Yankee lefthander Dave Righetti rode his 8-4, 2.06-era 1981 season to that year’s American League Rookie of the Year Award, granted to Rags on November 30. He would go on to post a 74-61 record with 224 saves in the Bronx from 1979 through 1990, led the league in saves in 1986, won two AL Rolaids Relief Awards, and came in fourth in the 1986 Cy Young voting and 10th in the MVP tally.
The Yankees signed free agent righty Mike “Moose” Mussina to a six-year contract on November 30, 2000. He would win 92 and lose 68 in those years, and 123-87 following a two-year extension through 2008. Granted, the 5-7 mark in the postseason was unsatisfying, but his 1-0 win-or-go-home victory over Barry Zito and the A’s in Game Three of the 2001 ALDS (the Derek Jeter “flip” game), and his relief appearance in Game Seven of the 2003 ALCS (that made Aaron Boone a Yankee hero) against the Red Sox stand out as high points.

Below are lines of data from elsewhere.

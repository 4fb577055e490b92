//! Store contract and the in-process object store
//!
//! The runtime only ever talks to persistence through [`Store`]: `read`,
//! `execute(op)` and `subscribe`. [`MemoryStore`] is the in-process
//! implementation used by embedders and tests; it dedupes `create`
//! operations by idempotency key and counts writes per object.

use parking_lot::{Mutex, RwLock};
use serde::{Deserialize, Serialize};
use serde_json::{Map, Value, json};
use std::collections::{BTreeMap, HashMap, HashSet};
use std::sync::Arc;
use std::sync::atomic::{AtomicU64, Ordering};

use super::error::{StoreError, StoreResult};
use super::ids::ObjectId;

/// A single store mutation
#[derive(Debug, Clone, PartialEq, Serialize, Deserialize)]
#[serde(tag = "op", rename_all = "lowercase")]
pub enum StoreOp {
    /// Create a new object
    Create {
        /// Initial object value
        value: Value,
        /// Dedupe key; a repeated key returns the original object id
        #[serde(
            default,
            rename = "idempotencyKey",
            skip_serializing_if = "Option::is_none"
        )]
        idempotency_key: Option<String>,
    },
    /// Merge-patch an existing object
    Update {
        /// Object to patch
        id: ObjectId,
        /// JSON merge patch (null removes a key)
        patch: Value,
    },
    /// Delete an object
    Delete {
        /// Object to delete
        id: ObjectId,
    },
    /// Append to an array field of an existing object
    Push {
        /// Object holding the array
        id: ObjectId,
        /// Field name of the array
        field: String,
        /// Item to append
        item: Value,
    },
}

impl StoreOp {
    /// Short name of the operation, used in logs
    pub fn name(&self) -> &'static str {
        match self {
            StoreOp::Create { .. } => "create",
            StoreOp::Update { .. } => "update",
            StoreOp::Delete { .. } => "delete",
            StoreOp::Push { .. } => "push",
        }
    }
}

/// Callback invoked with the new value of a subscribed object
pub type SubscriberFn = Arc<dyn Fn(&ObjectId, &Value) + Send + Sync>;

/// Handle returned by [`Store::subscribe`]
pub struct Subscription {
    cancel: Option<Box<dyn FnOnce() + Send>>,
}

impl Subscription {
    /// Wrap an unsubscribe closure
    pub fn new(cancel: impl FnOnce() + Send + 'static) -> Self {
        Self {
            cancel: Some(Box::new(cancel)),
        }
    }

    /// Stop receiving callbacks
    pub fn unsubscribe(mut self) {
        if let Some(cancel) = self.cancel.take() {
            cancel();
        }
    }
}

impl std::fmt::Debug for Subscription {
    fn fmt(&self, f: &mut std::fmt::Formatter<'_>) -> std::fmt::Result {
        f.debug_struct("Subscription")
            .field("active", &self.cancel.is_some())
            .finish()
    }
}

Good/bad Yankee transaction news on November 30, 2012: Coming off an injury, Mariano Rivera signed for 2013, his final season, and catcher Russell Martin sadly made it official by signing a free agent contract with Pittsburgh. The 2013 Yanks would need another catcher. (Spoiler alert: They would not find one.)

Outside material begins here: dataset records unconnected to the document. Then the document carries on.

//! Error types for the Ensemble runtime
//!
//! Domain errors are `thiserror` enums, one per subsystem, folded into
//! [`RuntimeError`] at the embedding boundary.

use serde::{Deserialize, Serialize};
use serde_json::{Value, json};
use thiserror::Error;

use super::ids::ObjectId;

/// Top-level runtime error
#[derive(Debug, Error)]
pub enum RuntimeError {
    /// Message routing failed
    #[error("Routing error: {0}")]
    Routing(#[from] RoutingError),

    /// Store-related errors
    #[error("Store error: {0}")]
    Store(#[from] StoreError),

    /// Tool registry errors
    #[error("Tool error: {0}")]
    Tool(#[from] ToolError),

    /// Behavior or actor configuration errors
    #[error("Configuration error: {0}")]
    Config(#[from] ConfigError),

    /// A required collaborator was never wired in
    #[error("Missing infrastructure: {0}")]
    Infrastructure(String),
}

/// Failure to resolve a message target to an inbox
#[derive(Debug, Clone, Error, PartialEq, Eq)]
pub enum RoutingError {
    /// Target is not a persisted-object identifier
    #[error("target '{0}' is not an object identifier")]
    InvalidTarget(String),

    /// The actor configuration record could not be read
    #[error("configuration for actor {0} could not be read")]
    ConfigUnreadable(ObjectId),

    /// The configuration record lacks a usable inbox id
    #[error("actor {0} has no valid inbox")]
    MissingInbox(ObjectId),

    /// Inbox object vanished between resolution and push
    #[error("inbox {0} does not exist")]
    InboxNotFound(ObjectId),
}

/// Store contract errors
#[derive(Debug, Clone, Error, PartialEq, Eq)]
pub enum StoreError {
    /// Object not found
    #[error("object {0} not found")]
    NotFound(ObjectId),

    /// Writer is not allowed to touch the object
    #[error("permission denied on {id}: {reason}")]
    PermissionDenied {
        /// Object identifier
        id: ObjectId,
        /// Why the write was refused
        reason: String,
    },

    /// Operation shape or target value is unusable
    #[error("invalid operation: {0}")]
    InvalidOperation(String),
}

/// Convenience result alias for store operations
pub type StoreResult<T> = std::result::Result<T, StoreError>;

/// Tool registry errors
#[derive(Debug, Clone, Error, PartialEq, Eq)]
pub enum ToolError {
    /// Tool not found in registry
    #[error("tool not found: {name}")]
    NotFound {
        /// Tool name
        name: String,
    },

    /// Payload failed the tool's parameter schema
    #[error("invalid input for tool '{tool}': {}", .errors.join("; "))]
    Validation {
        /// Tool name
        tool: String,
        /// Individual schema violations
        errors: Vec<String>,
    },

    /// Tool refused the caller
    #[error("permission denied for tool '{tool}': {reason}")]
    PermissionDenied {
        /// Tool name
        tool: String,
        /// Reason given by the tool
        reason: String,
    },

    /// Tool ran and failed
    #[error("tool '{tool}' execution failed: {reason}")]
    ExecutionFailed {
        /// Tool name
        tool: String,
        /// Failure detail
        reason: String,
    },
}

/// Convenience result alias for tool operations
pub type ToolResult<T> = std::result::Result<T, ToolError>;

/// Malformed behavior definition or actor configuration, raised at load time
#[derive(Debug, Clone, Error, PartialEq, Eq)]
pub enum ConfigError {
    /// Action object did not carry exactly one known tag
    #[error("action must carry exactly one tag, found {0}")]
    ActionShape(String),

    /// Action config for a known tag is malformed
    #[error("invalid '{tag}' action: {reason}")]
    InvalidAction {
        /// Action tag
        tag: &'static str,
        /// What is wrong with it
        reason: String,
    },

    /// Named action reference does not exist
    #[error("unknown named action '{0}'")]
    UnknownNamedAction(String),

    /// Named actions refer to each other in a loop
    #[error("named action '{0}' is recursive")]
    RecursiveNamedAction(String),

    /// Transition points at a state that is not declared
    #[error("state '{from}' transitions to unknown state '{to}'")]
    UnknownState {
        /// Source state
        from: String,
        /// Missing target
        to: String,
    },

    /// Behavior definition is unusable
    #[error("invalid behavior: {0}")]
    InvalidBehavior(String),

    /// Actor configuration record is unusable
    #[error("invalid actor configuration for {actor}: {reason}")]
    InvalidActor {
        /// Actor identifier
        actor: ObjectId,
        /// Detail
        reason: String,
    },
}

/// Convenience result alias for configuration loading
pub type ConfigResult<T> = std::result::Result<T, ConfigError>;

/// Expression evaluation errors
#[derive(Debug, Clone, Error, PartialEq, Eq)]
pub enum ExprError {
    /// Expression text did not parse
    #[error("cannot parse expression '{expr}': {reason}")]
    Parse {
        /// Source text
        expr: String,
        /// Parser detail
        reason: String,
    },

    /// Operands have the wrong types for the operator
    #[error("type error in '{expr}': {reason}")]
    Type {
        /// Source text
        expr: String,
        /// Detail
        reason: String,
    },
}

/// Classification of a failed action, as carried in ERROR payloads
#[derive(Debug, Clone, Copy, PartialEq, Eq, Serialize, Deserialize)]
#[serde(rename_all = "lowercase")]
pub enum ErrorKind {
    /// Caller was not allowed to perform the operation
    Permission,
    /// Operation was malformed, failed, or targeted something missing
    Structural,
    /// An ask went unanswered past its deadline
    Timeout,
}

impl ErrorKind {
    /// Wire name of the kind
    pub fn as_str(&self) -> &'static str {
        match self {
            ErrorKind::Permission => "permission",
            ErrorKind::Structural => "structural",
            ErrorKind::Timeout => "timeout",
        }
    }
}

/// A failure raised while executing an action, destined for an ERROR event
#[derive(Debug, Clone, Error, PartialEq, Eq)]
#[error("{kind:?}: {message}")]
pub struct ActionError {
    /// Classification
    pub kind: ErrorKind,
    /// Human readable detail
    pub message: String,
}

impl ActionError {
    /// Permission failure
    pub fn permission(message: impl Into<String>) -> Self {
        Self {
            kind: ErrorKind::Permission,
            message: message.into(),
        }
    }

    /// Structural failure
    pub fn structural(message: impl Into<String>) -> Self {
        Self {
            kind: ErrorKind::Structural,
            message: message.into(),
        }
    }

    /// Unanswered ask
    pub fn timeout(message: impl Into<String>) -> Self {
        Self {
            kind: ErrorKind::Timeout,
            message: message.into(),
        }
    }

    /// Render the `{errors: [{kind, message}]}` payload of an ERROR event
    pub fn to_payload(&self) -> Value {
        json!({
            "errors": [{ "kind": self.kind.as_str(), "message": self.message }]
        })
    }
}

impl From<StoreError> for ActionError {
    fn from(err: StoreError) -> Self {
        match &err {
            StoreError::PermissionDenied { .. } => ActionError::permission(err.to_string()),
            _ => ActionError::structural(err.to_string()),
        }
    }
}

impl From<ToolError> for ActionError {
    fn from(err: ToolError) -> Self {
        match &err {
            ToolError::PermissionDenied { .. } => ActionError::permission(err.to_string()),
            _ => ActionError::structural(err.to_string()),
        }
    }
}

impl From<ExprError> for ActionError {
    fn from(err: ExprError) -> Self {
        ActionError::structural(err.to_string())
    }
}

impl From<RoutingError> for ActionError {
    fn from(err: RoutingError) -> Self {
        ActionError::structural(err.to_string())
    }
}

impl From<RuntimeError> for ActionError {
    fn from(err: RuntimeError) -> Self {
        match err {
            RuntimeError::Store(err) => err.into(),
            RuntimeError::Tool(err) => err.into(),
            other => ActionError::structural(other.to_string()),
        }
    }
}

/// Result type using RuntimeError
pub type Result<T> = std::result::Result<T, RuntimeError>;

The Yankees signed free agent Kelly Stinnett to a one-year contract to be their backup catcher on November 30, 2005. The fact that Stinnett was released in favor of Sal Fasano before the season was over speaks volumes. Kelly stroked one Yankee home run, drove in nine runs, and hit to a .228 batting average.
With the door to the major leagues being cracked open for African Americans and other players of color, the bad news was that the Negro National League was disbanded on November 30, 1948.

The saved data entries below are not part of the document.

#[test]
fn test_null_in_ctx_patch_clears_fields() {
    let runtime = runtime_with_schemas(&["CLEAR"]);
    let actor = runtime
        .create_actor(
            ActorSpec::new(
                ["CLEAR"],
                process(json!({"CLEAR": [
                    {"ctx": {"flag": null, "nested": {"x": null}}},
                    {"ctx": {"had_flag": "$context.flag != null"}}
                ]})),
            )
            .with_context(json!({"flag": true, "nested": {"x": 1, "y": 2}})),
        )
        .unwrap();
    let context = context_id(&runtime, actor);
    let before = runtime.store().write_count(&context);

    runtime.tell(actor, "CLEAR", json!({})).unwrap();

    assert_eq!(
        runtime.context(actor).unwrap(),
        json!({"nested": {"y": 2}, "had_flag": false})
    );
    assert_eq!(runtime.store().write_count(&context), before + 1);
}

#[test]
fn test_create_is_idempotent_on_redelivery() {
    let runtime = runtime_with_schemas(&["ADD"]);
    let actor = runtime
        .create_actor(
            ActorSpec::new(
                ["ADD"],
                process(json!({"ADD": [
                    {"op": {"create": {"title": "$item.title"}}},
                    {"ctx": {"last": "$result.id"}}
                ]})),
            )
            .with_context(json!({})),
        )
        .unwrap();

    let message = runtime.tell(actor, "ADD", json!({"title": "milk"})).unwrap();
    let first = runtime.context(actor).unwrap()["last"].clone();
    let objects = runtime.store().len();

    // Simulate a crash before the entry was marked processed.
    runtime.stop(actor);
    runtime
        .store()
        .execute(StoreOp::Update {
            id: message,
            patch: json!({"processed": false}),
        })
        .unwrap();
    runtime.spawn(actor).unwrap();

    assert_eq!(runtime.store().len(), objects);
    assert_eq!(runtime.context(actor).unwrap()["last"], first);
    let record = ObjectId::from_value(&first).unwrap();
    assert_eq!(
        runtime.store().read(&record).unwrap().unwrap(),
        json!({"title": "milk"})
    );
}

#[test]
fn test_update_and_delete_ops() {
    let runtime = runtime_with_schemas(&["DONE", "DROP"]);
    let item = create(runtime.store(), json!({"title": "milk", "done": false}));
    let actor = runtime
        .create_actor(
            ActorSpec::new(
                ["DONE", "DROP"],
                process(json!({
                    "DONE": [{"op": {"update": {"id": "$item.id", "patch": {"done": true}}}}],
                    "DROP": [{"op": {"delete": {"id": "$item.id"}}}, {"ctx": {"dropped": "$result.deleted"}}]
                })),
            )
            .with_context(json!({})),
        )
        .unwrap();

    runtime.tell(actor, "DONE", json!({"id": item})).unwrap();
    assert_eq!(
        runtime.store().read(&item).unwrap().unwrap(),
        json!({"title": "milk", "done": true})
    );

    runtime.tell(actor, "DROP", json!({"id": item})).unwrap();
    assert!(runtime.store().read(&item).unwrap().is_none());
    assert_eq!(runtime.context(actor).unwrap()["dropped"], true);

    // Replaying the delete is harmless.
    runtime.tell(actor, "DROP", json!({"id": item})).unwrap();
    assert_eq!(runtime.context(actor).unwrap()["dropped"], false);
}

fn register_sum(tools: &ToolRegistry) {
    let definition =
        ToolDefinition::new("sum", "Add numbers", &json!({"values": {"type": "array"}})).unwrap();
    tools.register_fn(definition, |_actor, payload| {
        let values = payload["values"].as_array().cloned().unwrap_or_default();
        if values.iter().any(|value| !value.is_number()) {
            return Err(ToolError::ExecutionFailed {
                tool: "sum".into(),
                reason: "values must be numbers".into(),
            });
        }
        let total: i64 = values.iter().filter_map(Value::as_i64).sum();
        Ok(json!({"structuredContent": {"total": total}, "toolCallId": "call-1", "isError": false}))
    });
}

Lefthander Slim Love (1942) is the only Yankee player to have died on November 30. The bulk of his career was the 91 games (39 starts) he pitched with the 1916-1918 Yankees to a 21-17-2 record.
Three of the seven Yankees born on November 30 played in the frustrating eighties, and one during the even worse late sixties; so even though the 1934-1935 teams that Jimmie DeShong (1909) pitched for failed to win it all, the five titles in the decade clearly place him on two Yankee clubs better than most of those the other birthdaying Yanks played on. DeShong went 10-8 in the Bronx. Tall, lanky lefty reliever Steve Hamilton (1935), famed for tossing a slow looping pitch which he called “the Folly Floater,” had a taste of some good teams in his early years in the Bronx, and posted a fine 34-17 mark with 33 saves from 1963-1970. Bob Tewksbury (1960), a 19th-round Yankee amateur draft pick in June 1981 who was traded away when young pitching was in short supply, debuted to a 10-9 record with the 1986-1987 Yankees in a career in which he posted a 110-102 mark. Third baseman Barry Evans (1956) ended his play in the bigs by notching two rbi’s in 17 games for the 1982 squad after four seasons with the Padres. Righty Steve Shields (1958) went 5-5 for the 1988 team in the middle of a five-year career that included stops in Atlanta, Kansas City, Seattle, and Minnesota.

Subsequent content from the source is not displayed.